→ **Exercise prompt**:
Output only the lines below that start at the line containing "self.learner.clear();" and end at the line containing "let format = self.config.autosave_format;", with both ends kept.

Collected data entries
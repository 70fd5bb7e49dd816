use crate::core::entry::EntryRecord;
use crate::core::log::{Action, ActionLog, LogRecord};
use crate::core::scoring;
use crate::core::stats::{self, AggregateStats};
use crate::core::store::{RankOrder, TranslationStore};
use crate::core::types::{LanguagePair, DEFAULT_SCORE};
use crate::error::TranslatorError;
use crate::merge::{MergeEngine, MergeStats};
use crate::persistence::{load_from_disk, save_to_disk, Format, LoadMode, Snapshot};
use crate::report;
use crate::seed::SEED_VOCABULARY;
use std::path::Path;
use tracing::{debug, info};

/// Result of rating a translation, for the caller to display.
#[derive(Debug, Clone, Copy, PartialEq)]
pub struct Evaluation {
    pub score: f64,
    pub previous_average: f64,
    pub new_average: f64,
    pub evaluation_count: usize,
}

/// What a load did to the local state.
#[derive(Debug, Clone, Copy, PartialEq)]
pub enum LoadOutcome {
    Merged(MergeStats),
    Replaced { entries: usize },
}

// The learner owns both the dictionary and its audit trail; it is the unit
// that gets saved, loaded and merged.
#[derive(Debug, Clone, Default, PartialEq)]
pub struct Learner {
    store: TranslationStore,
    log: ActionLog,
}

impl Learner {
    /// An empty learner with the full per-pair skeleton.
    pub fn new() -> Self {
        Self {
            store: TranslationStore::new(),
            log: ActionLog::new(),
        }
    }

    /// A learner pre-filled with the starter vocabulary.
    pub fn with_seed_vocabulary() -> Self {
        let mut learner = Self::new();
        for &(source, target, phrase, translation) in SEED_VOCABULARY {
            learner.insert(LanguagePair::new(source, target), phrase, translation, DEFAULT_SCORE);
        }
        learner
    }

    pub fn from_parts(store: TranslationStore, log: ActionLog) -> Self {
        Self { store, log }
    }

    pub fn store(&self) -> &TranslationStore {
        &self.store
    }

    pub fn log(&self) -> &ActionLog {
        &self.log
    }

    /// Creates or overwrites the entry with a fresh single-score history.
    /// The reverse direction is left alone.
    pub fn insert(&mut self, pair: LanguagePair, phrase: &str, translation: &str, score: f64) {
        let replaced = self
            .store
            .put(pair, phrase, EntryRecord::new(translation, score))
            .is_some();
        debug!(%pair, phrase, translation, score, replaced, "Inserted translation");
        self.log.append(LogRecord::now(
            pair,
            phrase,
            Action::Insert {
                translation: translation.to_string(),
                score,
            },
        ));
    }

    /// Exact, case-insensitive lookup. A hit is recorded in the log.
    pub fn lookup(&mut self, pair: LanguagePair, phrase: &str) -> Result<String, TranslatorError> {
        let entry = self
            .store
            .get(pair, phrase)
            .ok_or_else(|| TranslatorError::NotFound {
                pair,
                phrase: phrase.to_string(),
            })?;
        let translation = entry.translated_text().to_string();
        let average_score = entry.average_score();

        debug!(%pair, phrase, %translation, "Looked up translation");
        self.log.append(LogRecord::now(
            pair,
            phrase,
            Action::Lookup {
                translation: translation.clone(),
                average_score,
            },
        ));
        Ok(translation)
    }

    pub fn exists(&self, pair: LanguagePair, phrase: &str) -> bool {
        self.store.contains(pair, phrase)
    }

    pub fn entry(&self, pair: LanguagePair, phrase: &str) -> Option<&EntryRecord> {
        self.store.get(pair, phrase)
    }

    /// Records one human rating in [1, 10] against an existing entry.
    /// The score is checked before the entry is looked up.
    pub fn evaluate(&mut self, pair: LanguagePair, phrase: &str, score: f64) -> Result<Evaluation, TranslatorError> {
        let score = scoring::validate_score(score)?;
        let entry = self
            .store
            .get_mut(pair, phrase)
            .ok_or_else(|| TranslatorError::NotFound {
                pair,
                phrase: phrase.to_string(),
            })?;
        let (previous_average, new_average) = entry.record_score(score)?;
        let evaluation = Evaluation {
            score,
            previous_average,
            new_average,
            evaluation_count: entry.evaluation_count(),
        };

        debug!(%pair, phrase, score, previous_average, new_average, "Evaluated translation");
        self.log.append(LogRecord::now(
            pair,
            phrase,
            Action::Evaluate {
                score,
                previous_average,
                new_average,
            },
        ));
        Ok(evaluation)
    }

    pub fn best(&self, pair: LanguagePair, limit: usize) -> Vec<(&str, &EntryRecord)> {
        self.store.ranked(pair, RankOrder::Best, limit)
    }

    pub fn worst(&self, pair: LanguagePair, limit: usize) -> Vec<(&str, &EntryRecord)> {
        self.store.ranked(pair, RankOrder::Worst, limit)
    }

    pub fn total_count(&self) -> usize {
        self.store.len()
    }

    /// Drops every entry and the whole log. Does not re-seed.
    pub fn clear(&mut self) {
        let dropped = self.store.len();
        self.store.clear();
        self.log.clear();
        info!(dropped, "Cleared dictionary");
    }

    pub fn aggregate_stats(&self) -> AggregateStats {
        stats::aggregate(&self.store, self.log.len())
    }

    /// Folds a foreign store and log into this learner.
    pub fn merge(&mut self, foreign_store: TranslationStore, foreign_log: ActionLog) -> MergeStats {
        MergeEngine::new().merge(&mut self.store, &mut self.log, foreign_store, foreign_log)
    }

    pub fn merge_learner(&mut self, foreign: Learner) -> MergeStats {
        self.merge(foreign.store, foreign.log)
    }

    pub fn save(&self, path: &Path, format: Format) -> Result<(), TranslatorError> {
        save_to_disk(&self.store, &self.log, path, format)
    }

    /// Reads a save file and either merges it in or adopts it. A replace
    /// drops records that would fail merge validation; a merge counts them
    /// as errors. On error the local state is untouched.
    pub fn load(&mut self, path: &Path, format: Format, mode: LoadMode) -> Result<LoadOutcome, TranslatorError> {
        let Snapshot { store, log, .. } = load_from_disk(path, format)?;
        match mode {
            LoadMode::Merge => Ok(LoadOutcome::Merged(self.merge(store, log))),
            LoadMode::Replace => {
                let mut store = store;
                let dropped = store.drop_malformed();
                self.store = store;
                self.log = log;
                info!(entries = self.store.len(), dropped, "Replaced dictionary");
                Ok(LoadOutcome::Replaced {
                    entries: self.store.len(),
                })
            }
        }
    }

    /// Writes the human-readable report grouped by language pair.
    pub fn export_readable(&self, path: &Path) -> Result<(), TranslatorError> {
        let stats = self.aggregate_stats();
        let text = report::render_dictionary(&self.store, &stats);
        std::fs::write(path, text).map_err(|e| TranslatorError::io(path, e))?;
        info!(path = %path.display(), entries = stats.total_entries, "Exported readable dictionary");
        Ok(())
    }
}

* * *

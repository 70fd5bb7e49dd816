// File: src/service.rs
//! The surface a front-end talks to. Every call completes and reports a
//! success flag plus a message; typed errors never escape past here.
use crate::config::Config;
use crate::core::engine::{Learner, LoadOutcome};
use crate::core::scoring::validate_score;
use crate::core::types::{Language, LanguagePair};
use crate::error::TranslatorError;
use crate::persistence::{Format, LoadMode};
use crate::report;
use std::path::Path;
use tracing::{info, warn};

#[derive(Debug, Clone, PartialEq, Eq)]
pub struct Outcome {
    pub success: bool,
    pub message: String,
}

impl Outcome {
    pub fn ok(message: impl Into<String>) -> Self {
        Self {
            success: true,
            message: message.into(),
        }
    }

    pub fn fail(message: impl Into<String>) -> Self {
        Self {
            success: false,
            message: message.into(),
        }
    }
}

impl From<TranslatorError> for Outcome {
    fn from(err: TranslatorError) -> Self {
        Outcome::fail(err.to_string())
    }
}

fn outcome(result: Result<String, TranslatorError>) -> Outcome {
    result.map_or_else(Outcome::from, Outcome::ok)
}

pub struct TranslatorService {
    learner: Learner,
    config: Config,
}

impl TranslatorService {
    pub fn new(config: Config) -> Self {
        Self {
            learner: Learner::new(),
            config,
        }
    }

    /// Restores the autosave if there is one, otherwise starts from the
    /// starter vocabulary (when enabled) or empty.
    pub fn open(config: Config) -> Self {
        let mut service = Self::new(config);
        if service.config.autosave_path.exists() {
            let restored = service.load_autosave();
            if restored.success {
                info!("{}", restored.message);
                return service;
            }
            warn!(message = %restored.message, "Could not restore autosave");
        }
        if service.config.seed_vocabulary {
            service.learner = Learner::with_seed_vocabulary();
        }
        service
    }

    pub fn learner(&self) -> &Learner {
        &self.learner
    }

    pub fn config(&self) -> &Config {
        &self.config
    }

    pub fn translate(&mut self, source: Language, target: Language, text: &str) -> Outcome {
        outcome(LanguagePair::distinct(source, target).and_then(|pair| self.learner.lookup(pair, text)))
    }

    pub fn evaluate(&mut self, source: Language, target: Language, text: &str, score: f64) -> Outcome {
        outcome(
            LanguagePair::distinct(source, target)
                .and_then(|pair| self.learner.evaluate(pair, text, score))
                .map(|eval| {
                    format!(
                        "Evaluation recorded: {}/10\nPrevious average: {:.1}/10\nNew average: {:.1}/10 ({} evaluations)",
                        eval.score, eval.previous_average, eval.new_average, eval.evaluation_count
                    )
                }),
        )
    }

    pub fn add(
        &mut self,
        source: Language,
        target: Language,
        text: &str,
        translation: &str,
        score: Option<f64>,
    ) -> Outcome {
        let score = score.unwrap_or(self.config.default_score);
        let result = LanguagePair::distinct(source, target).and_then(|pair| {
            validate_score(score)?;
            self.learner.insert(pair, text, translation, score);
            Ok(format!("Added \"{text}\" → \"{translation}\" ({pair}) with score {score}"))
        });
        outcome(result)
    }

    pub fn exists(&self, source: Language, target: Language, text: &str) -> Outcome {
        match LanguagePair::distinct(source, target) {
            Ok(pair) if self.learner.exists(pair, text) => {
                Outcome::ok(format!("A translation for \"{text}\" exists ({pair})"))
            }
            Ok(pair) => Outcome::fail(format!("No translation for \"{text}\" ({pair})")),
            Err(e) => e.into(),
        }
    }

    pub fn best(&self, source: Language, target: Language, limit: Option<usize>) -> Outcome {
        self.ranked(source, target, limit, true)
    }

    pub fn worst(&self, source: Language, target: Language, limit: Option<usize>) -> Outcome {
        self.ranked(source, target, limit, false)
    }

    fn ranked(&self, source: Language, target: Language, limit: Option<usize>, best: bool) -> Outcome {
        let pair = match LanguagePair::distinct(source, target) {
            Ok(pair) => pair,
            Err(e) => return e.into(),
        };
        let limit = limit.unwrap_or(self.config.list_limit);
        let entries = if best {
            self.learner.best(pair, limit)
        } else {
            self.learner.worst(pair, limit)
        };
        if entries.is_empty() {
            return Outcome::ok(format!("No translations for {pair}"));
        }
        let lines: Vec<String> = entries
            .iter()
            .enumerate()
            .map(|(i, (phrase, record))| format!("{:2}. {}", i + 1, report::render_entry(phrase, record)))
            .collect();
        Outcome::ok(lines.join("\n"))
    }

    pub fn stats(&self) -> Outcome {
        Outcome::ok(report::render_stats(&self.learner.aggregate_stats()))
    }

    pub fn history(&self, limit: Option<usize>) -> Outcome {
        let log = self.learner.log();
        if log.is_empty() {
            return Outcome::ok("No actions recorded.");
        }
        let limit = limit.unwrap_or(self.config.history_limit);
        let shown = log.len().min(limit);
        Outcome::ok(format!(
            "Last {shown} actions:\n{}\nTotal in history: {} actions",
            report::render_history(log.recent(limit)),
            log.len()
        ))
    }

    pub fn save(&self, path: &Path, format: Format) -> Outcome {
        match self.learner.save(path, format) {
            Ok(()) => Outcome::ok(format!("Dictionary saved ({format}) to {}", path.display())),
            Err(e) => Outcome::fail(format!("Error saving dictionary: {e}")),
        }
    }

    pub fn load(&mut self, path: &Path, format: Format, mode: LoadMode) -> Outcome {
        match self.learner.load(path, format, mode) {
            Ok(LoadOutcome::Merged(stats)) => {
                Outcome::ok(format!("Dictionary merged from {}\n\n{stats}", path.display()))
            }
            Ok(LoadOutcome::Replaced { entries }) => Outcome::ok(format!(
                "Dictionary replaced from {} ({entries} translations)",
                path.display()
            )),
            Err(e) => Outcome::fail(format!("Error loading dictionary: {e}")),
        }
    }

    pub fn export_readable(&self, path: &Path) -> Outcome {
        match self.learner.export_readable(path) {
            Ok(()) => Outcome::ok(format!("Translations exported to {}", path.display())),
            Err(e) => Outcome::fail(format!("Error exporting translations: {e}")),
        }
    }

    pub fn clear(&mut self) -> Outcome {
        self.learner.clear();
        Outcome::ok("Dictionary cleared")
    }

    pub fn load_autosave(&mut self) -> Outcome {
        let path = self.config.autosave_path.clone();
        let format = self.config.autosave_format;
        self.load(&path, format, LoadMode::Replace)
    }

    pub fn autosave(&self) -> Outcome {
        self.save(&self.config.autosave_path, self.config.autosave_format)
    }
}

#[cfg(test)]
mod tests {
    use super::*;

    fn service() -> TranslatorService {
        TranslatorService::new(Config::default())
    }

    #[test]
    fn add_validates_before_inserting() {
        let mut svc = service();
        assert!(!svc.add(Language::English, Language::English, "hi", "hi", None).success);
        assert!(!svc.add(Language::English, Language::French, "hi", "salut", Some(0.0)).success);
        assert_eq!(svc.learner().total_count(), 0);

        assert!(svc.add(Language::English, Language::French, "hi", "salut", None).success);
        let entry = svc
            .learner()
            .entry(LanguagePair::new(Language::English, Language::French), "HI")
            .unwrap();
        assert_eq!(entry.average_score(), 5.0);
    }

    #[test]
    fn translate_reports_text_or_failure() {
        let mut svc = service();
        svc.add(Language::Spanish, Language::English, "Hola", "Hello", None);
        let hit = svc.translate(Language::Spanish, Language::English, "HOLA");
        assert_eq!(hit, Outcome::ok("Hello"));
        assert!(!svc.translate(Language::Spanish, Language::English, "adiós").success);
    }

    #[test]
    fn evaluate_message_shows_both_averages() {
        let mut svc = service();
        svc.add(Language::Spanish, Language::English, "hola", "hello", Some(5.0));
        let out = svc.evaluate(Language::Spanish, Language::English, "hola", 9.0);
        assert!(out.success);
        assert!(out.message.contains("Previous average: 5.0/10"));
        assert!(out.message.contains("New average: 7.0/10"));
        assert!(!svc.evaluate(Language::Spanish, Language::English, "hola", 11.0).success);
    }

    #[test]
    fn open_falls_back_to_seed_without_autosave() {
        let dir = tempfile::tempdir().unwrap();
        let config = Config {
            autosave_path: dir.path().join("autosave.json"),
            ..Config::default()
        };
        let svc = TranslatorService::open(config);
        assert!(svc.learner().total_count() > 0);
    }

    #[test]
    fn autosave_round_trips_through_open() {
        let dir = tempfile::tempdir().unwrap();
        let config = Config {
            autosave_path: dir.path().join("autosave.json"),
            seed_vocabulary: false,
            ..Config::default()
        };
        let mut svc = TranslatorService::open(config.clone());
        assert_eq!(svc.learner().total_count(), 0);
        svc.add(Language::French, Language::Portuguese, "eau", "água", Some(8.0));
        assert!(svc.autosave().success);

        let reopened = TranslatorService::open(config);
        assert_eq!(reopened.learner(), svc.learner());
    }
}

→ **Answer section**:
        self.learner.clear();
        Outcome::ok("Dictionary cleared")
    }

    pub fn load_autosave(&mut self) -> Outcome {
        let path = self.config.autosave_path.clone();
        let format = self.config.autosave_format;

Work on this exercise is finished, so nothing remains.